# What you have to do:
Number of lines with "positive" in the data: give that figure by itself.

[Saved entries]
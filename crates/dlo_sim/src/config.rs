use std::{fs, path::Path};

use glam::DVec3;
use serde::{Deserialize, Serialize};
use soft_rope::{ContactParameters, StepParameters};

use crate::error::DloError;

#[derive(Debug, Clone, PartialEq, Serialize, Deserialize)]
#[serde(default)]
pub struct DloConfiguration {
    /// Integration step (s)
    pub timestep: f64,
    pub iterations: usize,
    pub gravity: DVec3,
    /// Linear drag applied to every point mass
    pub damping: f64,
    /// Radius of the capped cylinder around every link, two links touch at twice this distance
    pub link_radius: f64,
    // Coulomb friction between colliding links
    pub friction_coefficient: f64,
    /// [0,1] Fraction of the approach velocity kept after a contact
    pub restitution: f64,
    pub spring_constant: f64,
    pub dampener_coefficient: f64,
    /// Mass of every strand point (kg)
    pub point_mass: f64,
    /// Distance from the centerline to the vertices of a structural triangle
    pub cross_section_radius: f64,
    /// Largest random offset applied to the initial positions
    pub perturbation: f64,
    /// Random seed for the perturbation, drawn at random when absent
    pub seed: Option<u64>,
    pub strands: Vec<StrandConfiguration>,
}

#[derive(Debug, Clone, PartialEq, Serialize, Deserialize)]
pub struct StrandConfiguration {
    pub start: DVec3,
    pub end: DVec3,
    /// Number of links, the strand gets one more structural triangle
    pub sections: usize,
    #[serde(default)]
    pub pin_start: bool,
    #[serde(default)]
    pub pin_end: bool,
}

impl Default for DloConfiguration {
    /// A strand pinned at both ends with a second one dropped across it
    fn default() -> Self {
        DloConfiguration {
            timestep: 0.001,
            iterations: 2000,
            gravity: DVec3::new(0.0, -9.8, 0.0),
            damping: 0.01,
            link_radius: 0.02,
            friction_coefficient: 0.4,
            restitution: 0.0,
            spring_constant: 2000.0,
            dampener_coefficient: 0.5,
            point_mass: 0.01,
            cross_section_radius: 0.01,
            perturbation: 0.0,
            seed: None,
            strands: vec![
                StrandConfiguration {
                    start: DVec3::new(-0.5, 0.0, 0.0),
                    end: DVec3::new(0.5, 0.0, 0.0),
                    sections: 20,
                    pin_start: true,
                    pin_end: true,
                },
                StrandConfiguration {
                    start: DVec3::new(0.0, 0.1, -0.4),
                    end: DVec3::new(0.0, 0.1, 0.4),
                    sections: 16,
                    pin_start: false,
                    pin_end: false,
                },
            ],
        }
    }
}

impl DloConfiguration {
    pub fn from_yaml_str(yaml: &str) -> Result<Self, DloError> {
        let config: DloConfiguration = serde_yaml::from_str(yaml)?;
        config.validate()?;
        Ok(config)
    }

    pub fn load<P: AsRef<Path>>(path: P) -> Result<Self, DloError> {
        let path = path.as_ref();
        let yaml = fs::read_to_string(path).map_err(|source| DloError::Io {
            path: path.to_path_buf(),
            source,
        })?;
        Self::from_yaml_str(&yaml)
    }

    pub fn validate(&self) -> Result<(), DloError> {
        let positive = [
            ("timestep", self.timestep),
            ("link_radius", self.link_radius),
            ("point_mass", self.point_mass),
            ("cross_section_radius", self.cross_section_radius),
        ];
        for (name, value) in positive {
            if !(value > 0.0 && value.is_finite()) {
                return Err(invalid(format!("{name} must be positive, got {value}")));
            }
        }
        let non_negative = [
            ("damping", self.damping),
            ("friction_coefficient", self.friction_coefficient),
            ("spring_constant", self.spring_constant),
            ("dampener_coefficient", self.dampener_coefficient),
            ("perturbation", self.perturbation),
        ];
        for (name, value) in non_negative {
            if !(value >= 0.0 && value.is_finite()) {
                return Err(invalid(format!("{name} must not be negative, got {value}")));
            }
        }
        if !(0.0..=1.0).contains(&self.restitution) {
            return Err(invalid(format!(
                "restitution must be within [0, 1], got {}",
                self.restitution
            )));
        }
        if !self.gravity.is_finite() {
            return Err(invalid(format!("gravity must be finite, got {}", self.gravity)));
        }
        for (i, strand) in self.strands.iter().enumerate() {
            if strand.sections == 0 {
                return Err(invalid(format!("strand {i} needs at least one section")));
            }
            if !(strand.start.is_finite() && strand.end.is_finite())
                || strand.start.distance(strand.end) <= 0.0
            {
                return Err(invalid(format!("strand {i} has no length")));
            }
            // Non adjacent links of a straight strand must start out apart
            let section_length = strand.start.distance(strand.end) / strand.sections as f64;
            if section_length <= 2.0 * self.link_radius {
                return Err(invalid(format!(
                    "strand {i} sections of {section_length} are not longer than the link diameter"
                )));
            }
        }
        Ok(())
    }

    pub fn step_parameters(&self) -> StepParameters {
        StepParameters {
            time_step: self.timestep,
            gravity: self.gravity,
            damping: self.damping,
            contact: ContactParameters {
                radius: self.link_radius,
                friction: self.friction_coefficient,
                restitution: self.restitution,
                time_step: self.timestep,
            },
        }
    }
}

fn invalid(message: String) -> DloError {
    DloError::InvalidConfig(message)
}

# Written reply:
3